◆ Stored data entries
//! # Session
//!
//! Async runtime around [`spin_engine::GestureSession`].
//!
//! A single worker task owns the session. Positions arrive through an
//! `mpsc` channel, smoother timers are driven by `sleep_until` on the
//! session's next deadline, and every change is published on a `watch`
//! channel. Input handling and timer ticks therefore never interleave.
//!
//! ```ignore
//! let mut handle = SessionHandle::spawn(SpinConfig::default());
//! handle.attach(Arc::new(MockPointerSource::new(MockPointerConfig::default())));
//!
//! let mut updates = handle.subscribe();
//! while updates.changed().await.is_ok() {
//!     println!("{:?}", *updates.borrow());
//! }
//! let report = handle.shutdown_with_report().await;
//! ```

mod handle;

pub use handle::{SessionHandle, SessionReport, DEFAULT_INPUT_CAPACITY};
---
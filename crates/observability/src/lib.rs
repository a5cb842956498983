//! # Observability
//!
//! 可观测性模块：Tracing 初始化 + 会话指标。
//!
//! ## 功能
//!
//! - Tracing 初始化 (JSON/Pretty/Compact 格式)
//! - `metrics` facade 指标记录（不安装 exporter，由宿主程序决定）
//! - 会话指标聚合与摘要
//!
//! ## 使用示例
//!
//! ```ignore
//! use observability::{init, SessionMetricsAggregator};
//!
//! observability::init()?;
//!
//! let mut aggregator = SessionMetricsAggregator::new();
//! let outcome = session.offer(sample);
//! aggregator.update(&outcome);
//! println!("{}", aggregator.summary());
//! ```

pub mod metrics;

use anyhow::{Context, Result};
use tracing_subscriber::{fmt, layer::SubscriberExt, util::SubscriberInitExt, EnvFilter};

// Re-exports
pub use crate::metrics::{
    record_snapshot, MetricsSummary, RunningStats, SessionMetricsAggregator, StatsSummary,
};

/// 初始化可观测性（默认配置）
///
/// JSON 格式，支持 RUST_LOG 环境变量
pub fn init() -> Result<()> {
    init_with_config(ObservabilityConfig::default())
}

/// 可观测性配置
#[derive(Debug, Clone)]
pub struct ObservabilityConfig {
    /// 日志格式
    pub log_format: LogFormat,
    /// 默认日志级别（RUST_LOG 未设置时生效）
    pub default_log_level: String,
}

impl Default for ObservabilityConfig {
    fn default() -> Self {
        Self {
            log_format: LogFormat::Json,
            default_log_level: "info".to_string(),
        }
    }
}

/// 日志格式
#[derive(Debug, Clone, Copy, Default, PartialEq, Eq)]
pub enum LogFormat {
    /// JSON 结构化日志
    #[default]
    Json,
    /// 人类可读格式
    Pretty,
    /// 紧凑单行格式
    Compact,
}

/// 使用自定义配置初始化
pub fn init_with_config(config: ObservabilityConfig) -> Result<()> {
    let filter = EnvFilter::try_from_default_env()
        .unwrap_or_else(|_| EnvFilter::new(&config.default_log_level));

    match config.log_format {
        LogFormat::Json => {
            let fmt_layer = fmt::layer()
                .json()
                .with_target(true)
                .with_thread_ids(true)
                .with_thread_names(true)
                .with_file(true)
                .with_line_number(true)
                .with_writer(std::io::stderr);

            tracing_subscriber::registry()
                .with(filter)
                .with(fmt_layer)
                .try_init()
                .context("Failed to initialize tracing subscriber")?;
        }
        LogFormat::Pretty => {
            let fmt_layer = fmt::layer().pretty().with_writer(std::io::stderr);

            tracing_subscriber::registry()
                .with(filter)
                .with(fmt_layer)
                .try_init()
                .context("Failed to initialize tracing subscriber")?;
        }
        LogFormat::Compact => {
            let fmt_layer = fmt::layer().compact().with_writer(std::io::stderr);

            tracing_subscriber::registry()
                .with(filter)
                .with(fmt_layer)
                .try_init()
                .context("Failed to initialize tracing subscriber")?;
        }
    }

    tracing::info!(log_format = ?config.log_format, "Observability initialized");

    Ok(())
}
* * *
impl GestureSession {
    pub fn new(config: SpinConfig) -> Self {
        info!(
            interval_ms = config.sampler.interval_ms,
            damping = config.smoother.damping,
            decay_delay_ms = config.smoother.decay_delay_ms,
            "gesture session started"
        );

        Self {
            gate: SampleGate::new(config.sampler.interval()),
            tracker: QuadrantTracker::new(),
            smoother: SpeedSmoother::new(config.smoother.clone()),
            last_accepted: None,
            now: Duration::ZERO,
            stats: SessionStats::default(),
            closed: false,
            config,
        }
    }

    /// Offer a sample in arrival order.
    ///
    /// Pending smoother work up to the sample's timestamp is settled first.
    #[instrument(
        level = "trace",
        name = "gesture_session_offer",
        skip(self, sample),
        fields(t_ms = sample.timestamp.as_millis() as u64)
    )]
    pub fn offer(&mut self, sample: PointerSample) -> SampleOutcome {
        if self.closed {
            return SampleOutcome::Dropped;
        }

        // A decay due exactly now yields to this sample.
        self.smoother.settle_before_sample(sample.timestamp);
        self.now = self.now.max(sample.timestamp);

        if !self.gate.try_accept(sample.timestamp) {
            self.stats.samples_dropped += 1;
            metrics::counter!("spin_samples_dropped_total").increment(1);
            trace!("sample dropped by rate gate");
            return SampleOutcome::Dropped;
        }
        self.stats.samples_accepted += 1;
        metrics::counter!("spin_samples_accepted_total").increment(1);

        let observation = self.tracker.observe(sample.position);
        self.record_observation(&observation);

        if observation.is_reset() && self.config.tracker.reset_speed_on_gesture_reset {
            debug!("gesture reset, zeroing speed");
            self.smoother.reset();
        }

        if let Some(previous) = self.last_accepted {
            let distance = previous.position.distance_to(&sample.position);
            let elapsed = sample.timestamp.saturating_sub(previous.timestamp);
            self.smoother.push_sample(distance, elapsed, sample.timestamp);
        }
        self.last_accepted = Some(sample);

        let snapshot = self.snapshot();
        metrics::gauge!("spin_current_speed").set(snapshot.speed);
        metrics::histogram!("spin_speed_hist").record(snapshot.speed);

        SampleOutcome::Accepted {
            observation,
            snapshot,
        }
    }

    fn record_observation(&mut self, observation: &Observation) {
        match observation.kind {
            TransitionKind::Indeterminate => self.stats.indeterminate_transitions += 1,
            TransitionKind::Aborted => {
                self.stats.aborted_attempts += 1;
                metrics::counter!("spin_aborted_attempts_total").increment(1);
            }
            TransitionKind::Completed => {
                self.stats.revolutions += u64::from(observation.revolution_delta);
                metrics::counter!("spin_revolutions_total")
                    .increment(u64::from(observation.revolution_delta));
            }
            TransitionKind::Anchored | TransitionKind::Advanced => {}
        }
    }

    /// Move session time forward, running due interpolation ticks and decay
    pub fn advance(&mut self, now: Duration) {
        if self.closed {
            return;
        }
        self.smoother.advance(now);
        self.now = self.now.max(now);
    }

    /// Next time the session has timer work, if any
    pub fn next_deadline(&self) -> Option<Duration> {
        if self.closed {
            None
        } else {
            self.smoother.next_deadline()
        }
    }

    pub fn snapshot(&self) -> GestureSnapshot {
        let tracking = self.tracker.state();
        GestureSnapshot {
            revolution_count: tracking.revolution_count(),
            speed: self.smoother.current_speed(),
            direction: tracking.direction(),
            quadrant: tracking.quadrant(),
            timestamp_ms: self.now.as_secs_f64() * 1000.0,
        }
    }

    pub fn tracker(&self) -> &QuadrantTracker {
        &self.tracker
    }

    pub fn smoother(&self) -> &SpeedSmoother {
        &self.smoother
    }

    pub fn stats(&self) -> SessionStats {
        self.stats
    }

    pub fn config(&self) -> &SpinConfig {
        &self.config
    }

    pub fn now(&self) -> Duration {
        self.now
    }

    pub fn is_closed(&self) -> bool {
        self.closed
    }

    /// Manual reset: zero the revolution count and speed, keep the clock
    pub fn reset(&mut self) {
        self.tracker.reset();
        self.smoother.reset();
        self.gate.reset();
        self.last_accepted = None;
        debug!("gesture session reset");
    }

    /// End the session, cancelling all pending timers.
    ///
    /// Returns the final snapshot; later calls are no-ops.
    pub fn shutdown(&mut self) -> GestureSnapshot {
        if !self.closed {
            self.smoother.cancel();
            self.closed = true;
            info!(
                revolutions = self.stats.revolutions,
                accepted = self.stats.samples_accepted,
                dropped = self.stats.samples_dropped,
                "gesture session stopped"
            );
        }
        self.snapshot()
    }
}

◆ Work task
Reproduce each line of the records in which "trace" appears.

◆ Output of the exercise
        level = "trace",
            trace!("sample dropped by rate gate");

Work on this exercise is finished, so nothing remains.